Jerry Sandusky Scandal

Penn State renews fight against Mike McQueary’s whistle-blower lawsuit

Mike McQueary exits the courthouse in Bellefonte after he testified at Jerry Sandusky's trial on Tuesday, June 12, 2012. Christopher Weddle
Mike McQueary exits the courthouse in Bellefonte after he testified at Jerry Sandusky's trial on Tuesday, June 12, 2012. Christopher Weddle Centre Daily Times

Penn State’s lawyers again are disputing the claims made by former assistant coach Mike McQueary, saying the university never harmed him and if he suffered, it was from his own doing.

The arguments were made in court papers filed Monday by the lawyers defending Penn State against the whistle-blower and defamation lawsuit McQueary brought against the university after his contract was not renewed last summer. McQueary wants punitive damages of more than $4 million in lost wages and benefits.

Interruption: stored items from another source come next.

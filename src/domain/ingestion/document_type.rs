//! Supported document types and detection from filenames

use serde::{Deserialize, Serialize};
use std::fmt;
use std::str::FromStr;

use crate::domain::DomainError;

/// Declared type of an uploaded document
#[derive(Debug, Clone, Copy, PartialEq, Eq, Hash, Serialize, Deserialize)]
#[serde(rename_all = "lowercase")]
pub enum DocumentType {
    Pdf,
    Docx,
    Txt,
}

impl DocumentType {
    pub const ALL: [DocumentType; 3] = [Self::Pdf, Self::Docx, Self::Txt];

    /// File extension associated with this type, without the dot
    pub fn extension(&self) -> &'static str {
        match self {
            Self::Pdf => "pdf",
            Self::Docx => "docx",
            Self::Txt => "txt",
        }
    }

    /// MIME type associated with this type
    pub fn mime_type(&self) -> &'static str {
        match self {
            Self::Pdf => "application/pdf",
            Self::Docx => {
                "application/vnd.openxmlformats-officedocument.wordprocessingml.document"
            }
            Self::Txt => "text/plain",
        }
    }

    /// Resolve a type from a bare extension (case-insensitive)
    pub fn from_extension(extension: &str) -> Result<Self, DomainError> {
        let ext = extension.trim_start_matches('.').to_lowercase();

        Self::ALL
            .into_iter()
            .find(|t| t.extension() == ext)
            .ok_or_else(|| {
                DomainError::extraction(format!(
                    "Unsupported file type: .{}. Only .pdf, .docx, and .txt are supported.",
                    ext
                ))
            })
    }

    /// Resolve a type from the last extension of a filename
    pub fn from_filename(filename: &str) -> Result<Self, DomainError> {
        // A name without a dot is its own "extension" and will be rejected
        let ext = filename.rsplit('.').next().unwrap_or_default();
        Self::from_extension(ext)
    }
}

impl fmt::Display for DocumentType {
    fn fmt(&self, f: &mut fmt::Formatter<'_>) -> fmt::Result {
        f.write_str(self.extension())
    }
}

impl FromStr for DocumentType {
    type Err = DomainError;

    fn from_str(s: &str) -> Result<Self, Self::Err> {
        Self::from_extension(s)
    }
}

“If (McQueary) suffered any damages or losses, such damages or losses were caused in whole or in part by (McQueary’s) own acts, omissions or conducts,” attorney Nancy Conrad wrote on behalf of Penn State.

The written arguments were submitted as the university was given a 20-day deadline to respond to the original lawsuit after losing an important court battle last month. On April 16, out-of-county Judge Thomas Gavin overruled Penn State’s objections that the claims in McQueary’s lawsuit were too vague to hold up in court.

That put Penn State at 0-2 in the McQueary case, as the judge previously denied the university’s motion to stay the case until criminal proceedings involving former university administrators are finished.

The university’s lawyers laid out similar arguments in previous pleadings in unsuccessful attempts to fight the lawsuit.

In responding to the claims in the lawsuit, Penn State denied almost every allegation, such as the sequence in which McQueary reported to former head coach Joe Paterno that he saw Jerry Sandusky in a shower with a young boy in February 2001, Paterno’s subsequent report to athletic director Tim Curley, and a meeting a few days later between McQueary, Curley and senior administrator Gary Schultz. Penn State also denied that Paterno would supervise McQueary, who was a graduate assistant at the time.

Penn State is challenging McQueary’s claims the university did not renew his contract because he cooperated with authorities investigating Sandusky, Curley and Schultz. The university also denied McQueary’s claims he was owed severance pay according to his contract from December 2008.

McQueary’s lawyers have said Curley and Schultz misrepresented the way they told the former assistant they would handle his report, but Penn State’s lawyers have challenged that assertion, too.

The lawsuit also claims that former Penn State president Graham Spanier defamed McQueary when he released a public statement in November 2011 calling perjury charges against Curley and Schultz “groundless.” McQueary argues the statement was defamatory because it makes McQueary out to be a liar.

Conrad told the judge that the university “always acted in good faith” and that McQueary’s employment “ended for legitimate reasons.”

In addition, Conrad wants the judge to bar McQueary from being able to collect punitive damages. The lawyer said awarding him the damages would violate the state and U.S. constitutions.

Spanier, Curley and Schultz are facing obstruction of justice, perjury and related charges that they concealed abuse allegations against Sandusky more than a decade ago. Their defense lawyers vowed to fight the case in court, and there are still no dates set for the next phase.

Sandusky is serving a 30-year minimum sentence in a maximum security prison in southwestern Pennsylvania. His lawyers are appealing to the state’s Superior Court.